## Exercise requirements
All lines in the records that carry the string "unload" are to be shown.

Collected data
——————
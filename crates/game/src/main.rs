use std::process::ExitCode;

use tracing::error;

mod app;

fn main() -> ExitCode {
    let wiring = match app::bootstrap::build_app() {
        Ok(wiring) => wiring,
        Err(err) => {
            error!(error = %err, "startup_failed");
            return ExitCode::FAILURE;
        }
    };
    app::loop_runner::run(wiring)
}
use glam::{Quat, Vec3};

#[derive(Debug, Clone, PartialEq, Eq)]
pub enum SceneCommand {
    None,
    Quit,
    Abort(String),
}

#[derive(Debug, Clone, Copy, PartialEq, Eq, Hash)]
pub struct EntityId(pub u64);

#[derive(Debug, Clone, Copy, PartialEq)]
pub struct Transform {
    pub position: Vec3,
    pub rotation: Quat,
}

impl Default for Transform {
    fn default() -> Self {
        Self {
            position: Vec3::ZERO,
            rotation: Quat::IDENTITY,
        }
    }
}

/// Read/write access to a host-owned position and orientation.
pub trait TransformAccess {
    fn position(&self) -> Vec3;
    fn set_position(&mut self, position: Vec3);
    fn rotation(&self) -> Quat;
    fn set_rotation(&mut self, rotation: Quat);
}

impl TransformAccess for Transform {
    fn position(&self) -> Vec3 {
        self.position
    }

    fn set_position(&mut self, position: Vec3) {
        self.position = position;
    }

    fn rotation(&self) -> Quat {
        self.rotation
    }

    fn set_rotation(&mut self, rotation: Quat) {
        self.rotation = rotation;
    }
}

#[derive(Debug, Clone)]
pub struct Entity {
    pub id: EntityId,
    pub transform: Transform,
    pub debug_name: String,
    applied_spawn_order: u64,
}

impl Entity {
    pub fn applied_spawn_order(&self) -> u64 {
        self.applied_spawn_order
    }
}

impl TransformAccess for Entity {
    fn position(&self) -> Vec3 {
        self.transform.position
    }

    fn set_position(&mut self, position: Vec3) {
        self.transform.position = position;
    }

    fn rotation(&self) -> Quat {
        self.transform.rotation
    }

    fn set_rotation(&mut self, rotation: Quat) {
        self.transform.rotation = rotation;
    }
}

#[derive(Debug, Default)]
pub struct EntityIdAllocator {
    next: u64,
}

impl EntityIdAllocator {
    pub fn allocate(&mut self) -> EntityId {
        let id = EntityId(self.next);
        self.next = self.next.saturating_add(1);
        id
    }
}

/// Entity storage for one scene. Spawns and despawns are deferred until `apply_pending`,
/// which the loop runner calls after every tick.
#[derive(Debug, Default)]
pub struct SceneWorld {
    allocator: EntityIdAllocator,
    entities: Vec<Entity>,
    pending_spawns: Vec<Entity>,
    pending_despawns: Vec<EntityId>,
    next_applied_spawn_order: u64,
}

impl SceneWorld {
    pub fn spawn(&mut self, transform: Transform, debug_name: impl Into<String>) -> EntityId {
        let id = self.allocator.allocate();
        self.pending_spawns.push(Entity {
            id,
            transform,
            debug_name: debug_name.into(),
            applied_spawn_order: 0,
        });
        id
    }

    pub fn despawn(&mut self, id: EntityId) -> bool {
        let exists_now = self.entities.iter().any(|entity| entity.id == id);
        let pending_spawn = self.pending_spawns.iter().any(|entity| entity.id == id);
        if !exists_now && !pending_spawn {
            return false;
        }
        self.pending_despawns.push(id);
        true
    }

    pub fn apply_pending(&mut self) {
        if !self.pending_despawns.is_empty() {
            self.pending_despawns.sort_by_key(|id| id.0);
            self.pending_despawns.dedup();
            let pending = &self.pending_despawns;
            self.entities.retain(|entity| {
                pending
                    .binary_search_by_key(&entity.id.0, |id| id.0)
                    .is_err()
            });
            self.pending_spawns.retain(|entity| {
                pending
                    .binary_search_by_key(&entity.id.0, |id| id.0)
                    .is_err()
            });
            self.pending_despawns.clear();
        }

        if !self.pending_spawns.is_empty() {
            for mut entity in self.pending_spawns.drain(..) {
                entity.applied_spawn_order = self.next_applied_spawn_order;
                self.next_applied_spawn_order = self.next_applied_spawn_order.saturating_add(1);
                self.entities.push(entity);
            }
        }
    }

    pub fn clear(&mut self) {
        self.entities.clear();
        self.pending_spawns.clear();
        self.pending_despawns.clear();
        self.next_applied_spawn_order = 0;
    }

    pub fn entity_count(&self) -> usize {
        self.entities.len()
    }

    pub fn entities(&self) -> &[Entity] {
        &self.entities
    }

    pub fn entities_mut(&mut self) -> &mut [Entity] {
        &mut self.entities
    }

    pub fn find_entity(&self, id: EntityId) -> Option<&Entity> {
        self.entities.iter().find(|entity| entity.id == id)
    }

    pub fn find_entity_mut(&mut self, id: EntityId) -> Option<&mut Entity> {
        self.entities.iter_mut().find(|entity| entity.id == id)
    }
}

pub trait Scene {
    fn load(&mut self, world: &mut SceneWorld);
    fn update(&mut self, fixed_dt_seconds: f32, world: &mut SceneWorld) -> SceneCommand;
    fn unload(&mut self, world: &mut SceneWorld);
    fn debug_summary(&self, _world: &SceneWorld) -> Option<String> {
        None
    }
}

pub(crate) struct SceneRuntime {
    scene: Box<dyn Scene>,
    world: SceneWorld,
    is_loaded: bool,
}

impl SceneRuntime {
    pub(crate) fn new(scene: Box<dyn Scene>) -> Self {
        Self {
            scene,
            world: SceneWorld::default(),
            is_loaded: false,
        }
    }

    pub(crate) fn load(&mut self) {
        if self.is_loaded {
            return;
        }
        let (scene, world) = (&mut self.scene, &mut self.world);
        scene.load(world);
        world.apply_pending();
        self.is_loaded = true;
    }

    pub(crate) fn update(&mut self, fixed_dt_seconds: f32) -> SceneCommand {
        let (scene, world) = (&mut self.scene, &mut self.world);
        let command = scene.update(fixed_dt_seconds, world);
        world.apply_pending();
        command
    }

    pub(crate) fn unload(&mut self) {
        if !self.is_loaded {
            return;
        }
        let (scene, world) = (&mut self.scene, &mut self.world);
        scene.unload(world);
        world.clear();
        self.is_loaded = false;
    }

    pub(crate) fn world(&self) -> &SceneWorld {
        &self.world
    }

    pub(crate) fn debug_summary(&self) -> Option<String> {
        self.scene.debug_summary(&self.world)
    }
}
——————
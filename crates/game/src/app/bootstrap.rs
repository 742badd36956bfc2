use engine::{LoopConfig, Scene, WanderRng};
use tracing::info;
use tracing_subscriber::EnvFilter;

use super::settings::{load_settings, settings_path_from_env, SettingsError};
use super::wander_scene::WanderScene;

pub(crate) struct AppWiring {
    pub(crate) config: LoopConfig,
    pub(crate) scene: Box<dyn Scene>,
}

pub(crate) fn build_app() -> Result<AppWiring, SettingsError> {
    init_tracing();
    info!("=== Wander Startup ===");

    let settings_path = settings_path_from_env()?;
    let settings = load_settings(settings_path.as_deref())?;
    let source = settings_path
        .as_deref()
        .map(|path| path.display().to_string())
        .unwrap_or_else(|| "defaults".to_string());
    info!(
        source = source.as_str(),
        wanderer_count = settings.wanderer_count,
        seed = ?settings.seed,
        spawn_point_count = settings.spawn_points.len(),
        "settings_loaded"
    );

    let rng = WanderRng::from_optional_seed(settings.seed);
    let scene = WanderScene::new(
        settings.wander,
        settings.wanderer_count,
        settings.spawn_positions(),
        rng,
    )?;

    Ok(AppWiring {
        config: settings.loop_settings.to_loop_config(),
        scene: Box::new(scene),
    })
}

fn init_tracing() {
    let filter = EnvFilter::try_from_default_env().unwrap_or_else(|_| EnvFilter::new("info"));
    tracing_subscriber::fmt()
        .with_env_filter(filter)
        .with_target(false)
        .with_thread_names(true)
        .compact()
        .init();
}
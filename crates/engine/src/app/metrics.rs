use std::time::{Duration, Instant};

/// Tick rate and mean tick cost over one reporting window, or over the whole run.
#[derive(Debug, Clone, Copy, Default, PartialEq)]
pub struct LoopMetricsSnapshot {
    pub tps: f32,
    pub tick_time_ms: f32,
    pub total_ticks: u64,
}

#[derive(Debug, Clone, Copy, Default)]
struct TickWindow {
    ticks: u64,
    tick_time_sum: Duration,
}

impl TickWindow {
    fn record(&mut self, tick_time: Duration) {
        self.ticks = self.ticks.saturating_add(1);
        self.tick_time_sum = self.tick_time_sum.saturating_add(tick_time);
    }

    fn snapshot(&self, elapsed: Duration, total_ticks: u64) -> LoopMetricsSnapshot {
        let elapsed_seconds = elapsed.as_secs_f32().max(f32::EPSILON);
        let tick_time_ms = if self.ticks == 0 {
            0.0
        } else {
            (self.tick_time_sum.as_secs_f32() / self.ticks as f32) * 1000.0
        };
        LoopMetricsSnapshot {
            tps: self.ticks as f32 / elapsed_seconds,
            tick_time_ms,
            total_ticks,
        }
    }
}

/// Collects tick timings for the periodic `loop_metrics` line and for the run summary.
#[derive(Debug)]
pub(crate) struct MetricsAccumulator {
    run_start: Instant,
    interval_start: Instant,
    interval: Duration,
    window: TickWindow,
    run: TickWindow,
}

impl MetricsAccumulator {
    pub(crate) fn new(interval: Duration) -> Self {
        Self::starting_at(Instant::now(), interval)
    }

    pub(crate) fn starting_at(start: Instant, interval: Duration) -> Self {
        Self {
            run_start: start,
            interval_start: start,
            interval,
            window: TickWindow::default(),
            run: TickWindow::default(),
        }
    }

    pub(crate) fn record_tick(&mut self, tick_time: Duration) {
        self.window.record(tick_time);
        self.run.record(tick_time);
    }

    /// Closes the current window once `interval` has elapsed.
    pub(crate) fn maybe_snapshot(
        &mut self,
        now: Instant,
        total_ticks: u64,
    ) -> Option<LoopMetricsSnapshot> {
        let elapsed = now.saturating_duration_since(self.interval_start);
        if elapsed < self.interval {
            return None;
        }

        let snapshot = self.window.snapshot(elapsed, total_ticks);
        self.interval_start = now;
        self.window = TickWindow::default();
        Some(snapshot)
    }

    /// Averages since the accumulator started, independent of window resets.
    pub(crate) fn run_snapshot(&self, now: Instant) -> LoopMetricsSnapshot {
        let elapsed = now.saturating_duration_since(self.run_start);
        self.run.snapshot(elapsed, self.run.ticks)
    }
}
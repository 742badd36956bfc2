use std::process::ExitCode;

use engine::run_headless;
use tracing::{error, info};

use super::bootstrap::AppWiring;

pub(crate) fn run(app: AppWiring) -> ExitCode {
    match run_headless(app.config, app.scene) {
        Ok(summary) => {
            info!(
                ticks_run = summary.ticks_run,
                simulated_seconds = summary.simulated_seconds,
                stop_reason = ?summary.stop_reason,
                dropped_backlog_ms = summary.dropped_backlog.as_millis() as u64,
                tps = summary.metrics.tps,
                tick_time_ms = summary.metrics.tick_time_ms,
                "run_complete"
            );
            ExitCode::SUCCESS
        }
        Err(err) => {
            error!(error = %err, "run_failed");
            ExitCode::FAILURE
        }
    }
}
——————
## Solution to the exercise
    fn unload(&mut self, world: &mut SceneWorld);
    pub(crate) fn unload(&mut self) {
        scene.unload(world);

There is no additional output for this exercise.